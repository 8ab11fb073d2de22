mod activity_service;
mod reward_service;
mod season_service;
mod season_sweep;


pub use activity_service::{ActivityService, RecordActivityCommand};
pub use reward_service::RewardService;
pub use season_service::SeasonService;
pub use season_sweep::{SeasonSweep, SweepStats};
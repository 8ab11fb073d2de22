mod engine;
mod repository;
mod state;
mod track;


pub use engine::{GraceOutlook, StreakTransitionEngine, TrackTransition};
pub use repository::StreakStateRepository;
pub use state::UserStreakState;
pub use track::{StreakKind, StreakTrack};
use async_trait::async_trait;
use serde_json::json;
use url::Url;

use kindling_domain::reward::{RewardNotification, RewardNotifier, SeasonAnnouncement};
use kindling_domain::shared::DomainError;

/// Posts reward and season-start events to the app's notification relay,
/// which owns push delivery and message copy.
pub struct WebhookRewardNotifier {
    client: reqwest::Client,
    endpoint: Url,
}

impl WebhookRewardNotifier {
    pub fn new(endpoint: &str) -> Result<Self, DomainError> {
        let endpoint = Url::parse(endpoint)
            .map_err(|e| DomainError::Validation(format!("Invalid webhook URL: {}", e)))?;

        Ok(Self {
            client: reqwest::Client::new(),
            endpoint,
        })
    }

    fn reward_payload(notification: &RewardNotification) -> serde_json::Value {
        json!({
            "event": "reward_granted",
            "user_id": notification.user_id.as_str(),
            "reward_type": notification.reward_type.as_str(),
            "amount": notification.amount,
            "related_id": notification.related_id,
            "description": notification.description,
        })
    }

    fn season_payload(announcement: &SeasonAnnouncement) -> serde_json::Value {
        json!({
            "event": "season_started",
            "user_id": announcement.user_id.as_str(),
            "season_id": announcement.season_id,
            "season_name": announcement.season_name,
        })
    }

    async fn post(&self, payload: &serde_json::Value) -> Result<(), DomainError> {
        let response = self
            .client
            .post(self.endpoint.clone())
            .header("Content-Type", "application/json")
            .json(payload)
            .send()
            .await
            .map_err(|e| {
                DomainError::Infrastructure(format!("Failed to send webhook notification: {}", e))
            })?;

        if !response.status().is_success() {
            let status = response.status();
            let body = response.text().await.unwrap_or_default();
            return Err(DomainError::Infrastructure(format!(
                "Notification webhook failed with status {}: {}",
                status, body
            )));
        }

        Ok(())
    }
}

#[async_trait]
impl RewardNotifier for WebhookRewardNotifier {
    async fn notify_reward(&self, notification: &RewardNotification) -> Result<(), DomainError> {
        self.post(&Self::reward_payload(notification)).await
    }

    async fn notify_season_start(
        &self,
        announcement: &SeasonAnnouncement,
    ) -> Result<(), DomainError> {
        self.post(&Self::season_payload(announcement)).await
    }
}
use async_trait::async_trait;
use serde::{Deserialize, Serialize};

use super::ledger::RewardType;
use crate::shared::{DomainError, UserId};

/// Payload for a granted-reward notification.
#[derive(Debug, Clone, Serialize, Deserialize)]
pub struct RewardNotification {
    pub user_id: UserId,
    pub reward_type: RewardType,
    pub amount: i64,
    pub related_id: Option<String>,
    pub description: String,
}

/// Payload for the one-time season-start announcement; carries no credit
/// payout and is gated separately from reward evaluation.
#[derive(Debug, Clone, Serialize, Deserialize)]
pub struct SeasonAnnouncement {
    pub user_id: UserId,
    pub season_id: String,
    pub season_name: String,
}

/// Best-effort outbound side channel. Failures are reported to the caller
/// for logging but must never roll back a ledger entry.
#[async_trait]
pub trait RewardNotifier: Send + Sync {
    async fn notify_reward(&self, notification: &RewardNotification) -> Result<(), DomainError>;

    async fn notify_season_start(
        &self,
        announcement: &SeasonAnnouncement,
    ) -> Result<(), DomainError>;
}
####
- **Work to be completed**: Search the entries for the word "String", then copy every line in which it is found.

- **Solution for this task**:
    pub related_id: Option<String>,
    pub description: String,
    pub season_id: String,
    pub season_name: String,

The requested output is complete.